Int: Let’s just have a little look.
MC: Hare’s Hound is it?
Int: Yes, it could be Hare’s Hound.
MC: That’s the aircraft name.
Int: Ah, right. I think so, yes.
MC: The name of the aircraft, yes. There’s the crew, you can’t see them very well can you. I think I’m there. There’s the rest of the crew, cause it’s in darkness, isn’t it. What would they do if they had a photography of today?
Int: Well you know, you see so many pictures these days, where they’re colour, cause they’re all colour, and they never, they don’t look as, it makes it look too real, and I think if this day and age if we took more black and white photographs, there’s a lot more contrast in a black and white photograph. I have some photographs of my father when he was in his early, let’s see, must have probably been the late forties, early fifties, and he’s got some, well he’s just sitting at the table, he looks sideways and somebody’s taken a photograph, and they’re black and white and the difference in contrast of everything: you don’t need [emphasis] the colour to make it a beautiful photograph, so. Whereas colour, I think, sometimes detracts away from what you’re actually talking the photograph of.

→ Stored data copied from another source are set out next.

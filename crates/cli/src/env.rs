// SPDX-License-Identifier: BUSL-1.1
// Copyright (c) 2026 Alfred Jean LLC

//! Centralized environment variable access for the CLI crate. State paths
//! themselves are resolved through `ttsbus_daemon::Config` so the CLI and
//! daemon never disagree about where things live; this module covers the
//! handful of knobs that are CLI-only.

use std::path::PathBuf;

/// Override for the `ttsbusd` binary path, used when it isn't a sibling of
/// `ttsbus` on `$PATH` (e.g. running straight out of `target/debug`).
pub fn daemon_binary() -> Option<String> {
    std::env::var("TTSBUS_DAEMON_BINARY").ok()
}

/// Opaque session id override, used by hook scripts that already know their
/// session identity rather than deriving one from the working directory.
pub fn session_id_override() -> Option<String> {
    std::env::var("TTSBUS_SESSION_ID").ok().filter(|s| !s.is_empty())
}

/// Locates the `ttsbusd` binary: an explicit override, then a sibling of the
/// running `ttsbus` binary, then bare-name `$PATH` resolution.
pub fn daemon_binary_path() -> PathBuf {
    if let Some(path) = daemon_binary() {
        return PathBuf::from(path);
    }
    if let Ok(exe) = std::env::current_exe() {
        if let Some(dir) = exe.parent() {
            let sibling = dir.join("ttsbusd");
            if sibling.exists() {
                return sibling;
            }
        }
    }
    PathBuf::from("ttsbusd")
}

#[cfg(test)]
#[path = "env_tests.rs"]
mod tests;
// SPDX-License-Identifier: BUSL-1.1
// Copyright (c) 2026 Alfred Jean LLC

//! Speech synthesis boundary: turns filtered text into raw PCM audio.

mod piper;

#[cfg(any(test, feature = "test-support"))]
mod fake;

pub use piper::PiperSynthesisEngine;

#[cfg(any(test, feature = "test-support"))]
pub use fake::{FakeSynthesisEngine, SynthesisCall};

use ttsbus_core::persona::Persona;

#[derive(Debug, thiserror::Error)]
pub enum SynthesisError {
    #[error("failed to launch piper: {0}")]
    Spawn(String),
    #[error("piper exited with status {status}: {stderr}")]
    NonZeroExit { status: i32, stderr: String },
    #[error("piper timed out after {0:?}")]
    Timeout(std::time::Duration),
    #[error("piper produced an unreadable scratch WAV: {0}")]
    InvalidOutput(String),
}

/// Which invocation shape synthesis should use, grounded on the split
/// between `original_source/scripts/tts-daemon.py::generate_speech` (scratch
/// WAV file, the queued/daemon path) and
/// `original_source/src/ai_tts/core/speaker.py::_speak_direct` (raw PCM
/// straight over stdout, the direct-mode path).
#[derive(Debug, Clone, Copy, PartialEq, Eq)]
pub enum OutputMode {
    /// Render to a scratch WAV file under the OS temp directory, then read
    /// it back and delete it (§4.4 step 2/5).
    ScratchWav,
    /// Stream raw PCM over stdout (§4.8 step 3).
    Raw,
}

/// Raw PCM audio produced by synthesis: 16-bit signed little-endian, mono,
/// 22050 Hz — the format Piper emits, whether read off stdout or unwrapped
/// from a scratch WAV's data chunk.
#[derive(Debug, Clone, PartialEq, Eq)]
pub struct SynthesizedAudio {
    pub pcm: Vec<u8>,
    pub sample_rate_hz: u32,
}

impl SynthesizedAudio {
    pub fn new(pcm: Vec<u8>) -> Self {
        Self {
            pcm,
            sample_rate_hz: 22_050,
        }
    }
}

/// Converts filtered text into audio using a given persona's voice/speed
/// settings.
#[async_trait::async_trait]
pub trait SynthesisEngine: Send + Sync + 'static {
    async fn synthesize(
        &self,
        text: &str,
        persona: &Persona,
        mode: OutputMode,
    ) -> Result<SynthesizedAudio, SynthesisError>;
}

#[cfg(test)]
#[path = "mod_tests.rs"]
mod tests;
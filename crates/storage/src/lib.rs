// SPDX-License-Identifier: BUSL-1.1
// Copyright (c) 2026 Alfred Jean LLC

// Allow panic!/unwrap/expect in test code
#![cfg_attr(test, allow(clippy::panic))]
#![cfg_attr(test, allow(clippy::unwrap_used))]
#![cfg_attr(test, allow(clippy::expect_used))]

//! On-disk state for the TTS message bus: atomic writes, the queue
//! directory, the playback state store, and the daemon heartbeat.

pub mod atomic;
pub mod heartbeat;
pub mod playback_state_store;
pub mod queue;
pub mod session_store;

pub use atomic::{AtomicWriteError, AtomicWriter, FsAtomicWriter};
pub use heartbeat::{Heartbeat, HeartbeatError};
pub use playback_state_store::{PlaybackStateError, PlaybackStateStore};
pub use queue::{QueueDirectory, QueueEntry, QueueError};
pub use session_store::{SessionStore, SessionStoreError};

MC: Yes, yes. And would you sort of tell me when you want it and have it back within a certain time? It’s precious this, to me.
Int: I fully understand that. Now what I’m thinking is, perhaps, because I said to you that I’m going away to Afghanistan next week.
MC: Oh yes, you brave man.
Int: Everything has been a little bit rushed.
MC: Brave but foolish! [Laugh]
Int: Well, you know as well as I do, when you take, in your case it was the King’s Shilling, in my case it was the Queen’s Shilling, when you take the Queen’s Shilling, then you’re in the RAF and if they want you to go somewhere, you go somewhere.
MC: You’re actually in the RAF?
Int: Yes, I’m just finishing, thirty years, that’s, next year’s thirty years. So I’ve had a complete career in the RAF. Tell you what, I’ll just switch this off now.